Donna’s Story: The Girl on the Bus

We got the same bus everyday. I didn’t pay much attention to her at first, only noticing her heels clack clack clacking as she walked up the aisle. I’d look up and inwardly tut, and then I’d bury my head back in whatever book I happened to be reading. She’d sit in the same seat every day…..even if someone was already sitting there. And that was how my fascination with her began.

On this particular day the bus was more crowded than usual, but I had been fortunate enough to find a seat. The bus stopped and started at all the usual places, and people got on and off at all the usual places. The book I was reading wasn’t of much interest to me, and I became distracted by a commotion a few rows in front of me.

‘Just get up will you. Just get up. I sit there everyday. Everyone knows it. And if you knew who I was then you wouldn’t have sat there. You wouldn’t have dared.’ She paused. ‘Or maybe you would, because I’m sure you’d be my stalker. We people all have one you know.’

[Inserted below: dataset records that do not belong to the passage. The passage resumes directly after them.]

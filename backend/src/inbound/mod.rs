//! Inbound adapters translating external requests into domain service calls.

pub mod http;
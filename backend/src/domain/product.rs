//! Product records.
//!
//! Products mirror the user shapes (candidate, validated, persisted, patch)
//! but carry no uniqueness constraint beyond the store identifier.

use serde::{Deserialize, Serialize};

use super::ProductId;
use super::presence::{MissingFieldsError, Presence, missing_fields};

/// Product submitted for creation, not yet validated.
#[derive(Debug, Clone, Default, PartialEq, Serialize, Deserialize)]
pub struct ProductCandidate {
    pub name: Option<String>,
    pub price: Option<f64>,
    pub category: Option<String>,
    pub stock: Option<f64>,
}

impl ProductCandidate {
    /// Convenience constructor for fully populated candidates.
    pub fn new(name: impl Into<String>, price: f64, category: impl Into<String>, stock: impl Into<f64>) -> Self {
        Self {
            name: Some(name.into()),
            price: Some(price),
            category: Some(category.into()),
            stock: Some(stock.into()),
        }
    }
}

/// Product that satisfies the presence rule and may be persisted.
#[derive(Debug, Clone, PartialEq)]
pub struct NewProduct {
    name: String,
    price: f64,
    category: String,
    stock: f64,
}

impl NewProduct {
    /// Product name.
    pub fn name(&self) -> &str {
        &self.name
    }

    /// Unit price.
    pub fn price(&self) -> f64 {
        self.price
    }

    /// Category label.
    pub fn category(&self) -> &str {
        &self.category
    }

    /// Units in stock; any JSON number is accepted.
    pub fn stock(&self) -> f64 {
        self.stock
    }

    /// Attach a store-assigned identifier.
    pub fn into_product(self, id: ProductId) -> Product {
        let Self {
            name,
            price,
            category,
            stock,
        } = self;
        Product {
            id,
            name,
            price,
            category,
            stock,
        }
    }
}

impl TryFrom<ProductCandidate> for NewProduct {
    type Error = MissingFieldsError;

    fn try_from(value: ProductCandidate) -> Result<Self, Self::Error> {
        let missing = missing_fields([
            ("name", value.name.is_present()),
            ("price", value.price.is_present()),
            ("category", value.category.is_present()),
            ("stock", value.stock.is_present()),
        ]);
        let ProductCandidate {
            name: Some(name),
            price: Some(price),
            category: Some(category),
            stock: Some(stock),
        } = value
        else {
            return Err(MissingFieldsError { fields: missing });
        };
        MissingFieldsError::check(missing)?;
        Ok(Self {
            name,
            price,
            category,
            stock,
        })
    }
}

/// Persisted product.
#[derive(Debug, Clone, PartialEq, Serialize, Deserialize)]
pub struct Product {
    pub id: ProductId,
    pub name: String,
    pub price: f64,
    pub category: String,
    pub stock: f64,
}

impl Product {
    /// Apply a partial update in place; absent fields are left untouched.
    pub fn apply(&mut self, patch: &ProductPatch) {
        if let Some(name) = &patch.name {
            self.name.clone_from(name);
        }
        if let Some(price) = patch.price {
            self.price = price;
        }
        if let Some(category) = &patch.category {
            self.category.clone_from(category);
        }
        if let Some(stock) = patch.stock {
            self.stock = stock;
        }
    }
}

/// Partial update payload for `PATCH /products/{productId}`.
#[derive(Debug, Clone, Default, PartialEq, Serialize, Deserialize)]
pub struct ProductPatch {
    pub name: Option<String>,
    pub price: Option<f64>,
    pub category: Option<String>,
    pub stock: Option<f64>,
}

impl ProductPatch {
    /// Whether the patch changes nothing.
    pub fn is_empty(&self) -> bool {
        self.name.is_none() && self.price.is_none() && self.category.is_none() && self.stock.is_none()
    }
}

#[cfg(test)]
mod tests {
    use super::*;
    use rstest::rstest;

    #[rstest]
    #[case(ProductCandidate::new("Lamp", 0.0, "home", 3), vec!["price"])]
    #[case(ProductCandidate::new("Lamp", 19.5, "", 0), vec!["category", "stock"])]
    #[case(ProductCandidate::default(), vec!["name", "price", "category", "stock"])]
    fn candidates_missing_fields_are_rejected(
        #[case] candidate: ProductCandidate,
        #[case] expected: Vec<&'static str>,
    ) {
        let err = NewProduct::try_from(candidate).expect_err("incomplete candidate");
        assert_eq!(err.fields, expected);
    }

    #[rstest]
    fn complete_candidate_is_accepted() {
        let product = NewProduct::try_from(ProductCandidate::new("Lamp", 19.5, "home", 3))
            .expect("complete candidate");
        assert_eq!(product.category(), "home");
        assert_eq!(product.stock(), 3.0);
    }

    #[rstest]
    fn apply_merges_supplied_fields() {
        let mut product = NewProduct::try_from(ProductCandidate::new("Lamp", 19.5, "home", 3))
            .expect("valid")
            .into_product(ProductId::random());
        product.apply(&ProductPatch {
            stock: Some(0.0),
            ..ProductPatch::default()
        });
        assert_eq!(product.stock, 0.0);
        assert_eq!(product.name, "Lamp");
    }

    #[rstest]
    #[case(r#"{"name":"Lamp","price":19.5,"category":"home","stock":3}"#, 3.0)]
    #[case(r#"{"name":"Lamp","price":19.5,"category":"home","stock":2.5}"#, 2.5)]
    fn stock_accepts_any_json_number(#[case] body: &str, #[case] expected: f64) {
        let candidate: ProductCandidate = serde_json::from_str(body).expect("candidate decodes");
        let product = NewProduct::try_from(candidate).expect("complete candidate");
        assert_eq!(product.stock(), expected);
    }
}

There was no flicker of irony in her statement, just pure commitment to what she had said. Most people looked over at her, and most turned away desperately not wanting to catch her eye. I did the same, but strained my hearing in an attempt to catch everything that was being said.

‘I forgive you for sitting there, but you really should be careful, very very careful. I need my privacy just as much as you do. Just because I’m out there in the public eye doesn’t mean that I’m available to you when ever you want. Oh no no, it doesn’t work like that. We all need our privacy.’

After an initially vociferous attempt to hold on to his seat, the guy rose realising that he was completely out of his depth. She lowered herself into the seat, adjusted her scarf and reached into her bag pulling out a collection of celebrity magazines.

‘You see, there’s my friend Katie. We spend a lot of time together. Oh Kerry, what on earth are you up to now? She’s always up to something that one. So she decided on that dress even though I’d told her not to wear it; I won’t waste my breath next time.’

She wasn’t talking to anyone in particular, but the altercation with the man in her seat had opened up the floodgates and we were now being given access to some strange world that she was imagining herself to be in. She was wittering on about clothes, and facials, and her favourite restaurants, which were always bursting with paparazzi. She was fond of a cosmopolitan, and NEVER touched chocolate. The seats around her were emptying out, but she was oblivious to it. I stayed where I was, fascinated, but feeling sort of sorry for her. I felt that although I didn’t know her, she had been part of my daily life for a long while now. I contemplated talking to her, but chickened out. I wasn’t really sure how to approach her.

And then, just as I’d made my mind up to say something, she just got up, walked to the front of the bus, thanked the driver as she always did, and exited through the front doors.

The bus was awash with suppressed laughs, the raising of eyebrows, a few tuts here and there, and a variety of comments which suggested that people were interested in her, me being one of them.

Our fellow bus rider had become exactly what she said she was: a celebrity, and I looked forward to the next instalment in the morning.